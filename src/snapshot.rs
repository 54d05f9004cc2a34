//! Snapshot-recovery client.
//!
//! Drives the full connection lifecycle against a single symbol's book:
//! request a snapshot after connecting, replay it, then apply incremental
//! updates. Incremental updates that race ahead of the snapshot are
//! dropped — the snapshot that follows supersedes them. A heartbeat
//! timeout or a closed connection triggers reconnection with exponential
//! backoff; every reconnect invalidates the book, resets the sequence
//! tracker, and re-enters the snapshot phase.
//!
//! Single-threaded by construction: the connection manager, reassembly
//! buffer, tracker, and book are all owned by the thread that calls `run`.

use std::io::{self, Read, Write};
use std::sync::atomic::{AtomicBool, Ordering};
use std::sync::Arc;
use std::thread;
use std::time::Duration;

use tracing::{debug, info, warn};

use crate::book::{OrderBook, Side};
use crate::connection::ConnectionManager;
use crate::handler::FeedConfig;
use crate::protocol::{self, MessageType, WireError, HEADER_SIZE, MAX_PAYLOAD_SIZE, SYMBOL_LEN};
use crate::reassembly::RecvBuffer;
use crate::sequence::{SeqStatus, SequenceTracker};

#[derive(Debug, Clone, Copy, Default, PartialEq, Eq)]
pub struct SnapshotStats {
    pub ticks_received: u64,
    pub heartbeats_received: u64,
    pub snapshots_received: u64,
    pub incremental_updates: u64,
    pub updates_ignored: u64,
    pub reconnections: u64,
    pub gaps_detected: u64,
}

pub struct SnapshotClient {
    conn: ConnectionManager,
    tracker: SequenceTracker,
    buf: RecvBuffer,
    book: OrderBook,
    stats: SnapshotStats,
    symbol: [u8; SYMBOL_LEN],
    client_sequence: u64,
    stop: Arc<AtomicBool>,
}

impl SnapshotClient {
    pub fn new(config: &FeedConfig, symbol: &str) -> Self {
        SnapshotClient {
            conn: ConnectionManager::with_timeouts(
                config.host.clone(),
                config.port,
                config.heartbeat_timeout(),
                config.max_backoff(),
            ),
            tracker: SequenceTracker::new(),
            buf: RecvBuffer::new(),
            book: OrderBook::new(),
            stats: SnapshotStats::default(),
            symbol: protocol::pad_symbol(symbol),
            client_sequence: 0,
            stop: Arc::new(AtomicBool::new(false)),
        }
    }

    /// Shared flag another thread can set to end `run`.
    pub fn stop_handle(&self) -> Arc<AtomicBool> {
        Arc::clone(&self.stop)
    }

    /// Initial connection; enters the snapshot-request phase.
    pub fn connect(&mut self) -> io::Result<()> {
        self.conn.connect()?;
        self.conn.transition_to_snapshot_request();
        Ok(())
    }

    /// Main loop until the stop flag is set. Reconnects indefinitely.
    pub fn run(&mut self) {
        while !self.stop.load(Ordering::Acquire) {
            if self.conn.is_heartbeat_timeout() {
                warn!(
                    silent_s = self.conn.seconds_since_last_message(),
                    "heartbeat timeout"
                );
                self.reconnect_and_resync();
                continue;
            }

            if self.conn.needs_snapshot_request() {
                if let Err(e) = self.send_snapshot_request() {
                    warn!(error = %e, "snapshot request failed");
                }
            }

            match self.poll() {
                Ok(true) => {}
                Ok(false) | Err(_) => {
                    if self.stop.load(Ordering::Acquire) {
                        break;
                    }
                    info!("connection lost");
                    self.reconnect_and_resync();
                }
            }
        }
    }

    /// One read-and-process pass. `Ok(false)` means the connection is gone
    /// and the caller should reconnect; a `WireError` means the stream is
    /// poisoned and must be treated the same way.
    pub fn poll(&mut self) -> Result<bool, WireError> {
        let Some(stream) = self.conn.stream() else {
            return Ok(false);
        };

        let region = self.buf.writable_region();
        if region.is_empty() {
            warn!("reassembly buffer full");
            return Ok(false);
        }

        let mut stream_ref = stream;
        match stream_ref.read(region) {
            Ok(0) => Ok(false),
            Ok(n) => {
                self.buf.commit_write(n);
                self.process_messages()?;
                Ok(true)
            }
            Err(e) if e.kind() == io::ErrorKind::WouldBlock => {
                thread::sleep(Duration::from_millis(1));
                Ok(true)
            }
            Err(e) if e.kind() == io::ErrorKind::Interrupted => Ok(true),
            Err(e) => {
                warn!(error = %e, "recv failed");
                Ok(false)
            }
        }
    }

    fn process_messages(&mut self) -> Result<(), WireError> {
        let mut frame = [0u8; HEADER_SIZE + MAX_PAYLOAD_SIZE];

        loop {
            if self.buf.available() < HEADER_SIZE {
                return Ok(());
            }

            let mut header_bytes = [0u8; HEADER_SIZE];
            if !self.buf.peek_bytes(&mut header_bytes) {
                return Ok(());
            }
            let header = protocol::decode_header(&header_bytes).map_err(|e| {
                warn!(error = %e, "framing error, invalidating connection");
                e
            })?;

            let total = header.total_size();
            if self.buf.available() < total {
                return Ok(());
            }
            if !self.buf.read_bytes(&mut frame[..total]) {
                return Ok(());
            }

            self.conn.update_last_message_time();

            // Snapshot responses sit outside the sequenced stream.
            if header.msg_type != MessageType::SnapshotResponse {
                if let SeqStatus::Gap(_) = self.tracker.process(header.sequence) {
                    self.stats.gaps_detected += 1;
                }
            }

            let payload = &frame[HEADER_SIZE..total];
            match header.msg_type {
                MessageType::Tick | MessageType::RetransmitResponse => {
                    let tick = protocol::decode_tick_payload(payload)?;
                    self.stats.ticks_received += 1;
                    debug!(
                        sequence = header.sequence,
                        price = tick.price,
                        volume = tick.volume,
                        "tick"
                    );
                }
                MessageType::Heartbeat => {
                    let hb = protocol::decode_heartbeat_payload(payload)?;
                    self.stats.heartbeats_received += 1;
                    debug!(
                        sequence = header.sequence,
                        timestamp = hb.timestamp,
                        state = self.conn.state().name(),
                        "heartbeat"
                    );
                }
                MessageType::SnapshotResponse => self.apply_snapshot(payload)?,
                MessageType::OrderBookUpdate => self.apply_incremental(payload)?,
                MessageType::SnapshotRequest | MessageType::RetransmitRequest => {
                    // Server-bound frames; nothing for a client to do.
                    debug!(msg_type = ?header.msg_type, "ignoring server-bound frame");
                }
            }
        }
    }

    fn apply_snapshot(&mut self, payload: &[u8]) -> Result<(), WireError> {
        let snap = protocol::decode_snapshot_response_payload(payload)?;
        self.stats.snapshots_received += 1;

        info!(
            bids = snap.bids.len(),
            asks = snap.asks.len(),
            "snapshot received"
        );
        self.book.load_snapshot(&snap.bids, &snap.asks);

        // The snapshot arrives complete in one frame, so replay finishes
        // as soon as it is applied.
        self.conn.transition_to_snapshot_replay();
        self.conn.transition_to_incremental();
        Ok(())
    }

    fn apply_incremental(&mut self, payload: &[u8]) -> Result<(), WireError> {
        if !self.conn.is_incremental() {
            self.stats.updates_ignored += 1;
            debug!("ignoring incremental update before snapshot replay completed");
            return Ok(());
        }

        let update = protocol::decode_order_book_update_payload(payload)?;
        let side = Side::from_u8(update.side).ok_or(WireError::InvalidSide(update.side))?;
        self.book.apply_update(side, update.price, update.quantity);
        self.stats.incremental_updates += 1;
        Ok(())
    }

    fn send_snapshot_request(&mut self) -> io::Result<()> {
        let request = protocol::encode_snapshot_request(self.client_sequence, &self.symbol);
        self.client_sequence += 1;

        let Some(stream) = self.conn.stream() else {
            return Err(io::Error::new(io::ErrorKind::NotConnected, "no stream"));
        };
        let mut stream_ref = stream;
        stream_ref.write_all(&request)?;

        self.conn.mark_snapshot_requested();
        info!("snapshot request sent");
        Ok(())
    }

    fn reconnect_and_resync(&mut self) {
        if self.conn.reconnect().is_ok() {
            self.stats.reconnections += 1;
            self.tracker.reset();
            self.buf.clear();
            self.conn.transition_to_snapshot_request();
        }
    }

    pub fn book(&self) -> &OrderBook {
        &self.book
    }

    pub fn stats(&self) -> &SnapshotStats {
        &self.stats
    }

    pub fn connection(&self) -> &ConnectionManager {
        &self.conn
    }

    pub fn sequence_tracker(&self) -> &SequenceTracker {
        &self.tracker
    }
}

#[cfg(test)]
mod tests {
    use super::*;
    use crate::connection::ConnState;
    use crate::protocol::BookLevel;
    use std::net::TcpListener;

    fn client_with_server() -> (SnapshotClient, std::net::TcpStream) {
        let listener = TcpListener::bind("127.0.0.1:0").unwrap();
        let port = listener.local_addr().unwrap().port();

        let config = FeedConfig {
            port,
            ..FeedConfig::default()
        };
        let mut client = SnapshotClient::new(&config, "AAPL");
        client.connect().unwrap();
        let (server_side, _) = listener.accept().unwrap();
        (client, server_side)
    }

    fn drive_until(client: &mut SnapshotClient, mut pred: impl FnMut(&SnapshotClient) -> bool) {
        for _ in 0..500 {
            if pred(client) {
                return;
            }
            client.poll().unwrap();
        }
        panic!("condition not reached");
    }

    #[test]
    fn test_snapshot_then_incremental_flow() {
        let (mut client, mut server) = client_with_server();
        assert_eq!(client.connection().state(), ConnState::SnapshotRequest);

        let bids = vec![
            BookLevel { price: 100.50, quantity: 1000 },
            BookLevel { price: 100.25, quantity: 2000 },
        ];
        let asks = vec![BookLevel { price: 100.75, quantity: 800 }];
        server
            .write_all(&protocol::encode_snapshot_response(1, b"AAPL", &bids, &asks))
            .unwrap();

        drive_until(&mut client, |c| c.stats().snapshots_received == 1);
        assert_eq!(client.connection().state(), ConnState::Incremental);
        assert_eq!(client.book().best_bid(), Some((100.50, 1000)));

        // Delete the best bid level.
        server
            .write_all(&protocol::encode_order_book_update(2, b"AAPL", 0, 100.50, 0))
            .unwrap();
        drive_until(&mut client, |c| c.stats().incremental_updates == 1);

        assert_eq!(client.book().best_bid(), Some((100.25, 2000)));
        assert_eq!(client.book().bid_depth(), 1);
        assert_eq!(client.stats().incremental_updates, 1);
    }

    #[test]
    fn test_incremental_ignored_before_snapshot() {
        let (mut client, mut server) = client_with_server();

        server
            .write_all(&protocol::encode_order_book_update(1, b"AAPL", 0, 99.0, 10))
            .unwrap();
        drive_until(&mut client, |c| c.stats().updates_ignored == 1);

        assert!(client.book().is_empty());
        assert_eq!(client.stats().updates_ignored, 1);
        assert_eq!(client.stats().incremental_updates, 0);
    }

    #[test]
    fn test_gap_counted_on_sequenced_stream() {
        let (mut client, mut server) = client_with_server();

        server.write_all(&protocol::encode_tick(1, 1, b"AAPL", 1.0, 1)).unwrap();
        server.write_all(&protocol::encode_tick(2, 2, b"AAPL", 1.0, 1)).unwrap();
        server.write_all(&protocol::encode_tick(7, 3, b"AAPL", 1.0, 1)).unwrap();
        drive_until(&mut client, |c| c.stats().ticks_received == 3);

        assert_eq!(client.stats().ticks_received, 3);
        assert_eq!(client.stats().gaps_detected, 1);
        assert_eq!(client.sequence_tracker().last_sequence(), Some(7));
    }
}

——

#### [Task objective]
Please copy, exactly as written, every line in the listing above from the line with "let total = header.total_size();" up to and including the line with "if header.msg_type != MessageType::SnapshotResponse".

#### [Answer box]
            let total = header.total_size();
            if self.buf.available() < total {
                return Ok(());
            }
            if !self.buf.read_bytes(&mut frame[..total]) {
                return Ok(());
            }

            self.conn.update_last_message_time();

            // Snapshot responses sit outside the sequenced stream.
            if header.msg_type != MessageType::SnapshotResponse {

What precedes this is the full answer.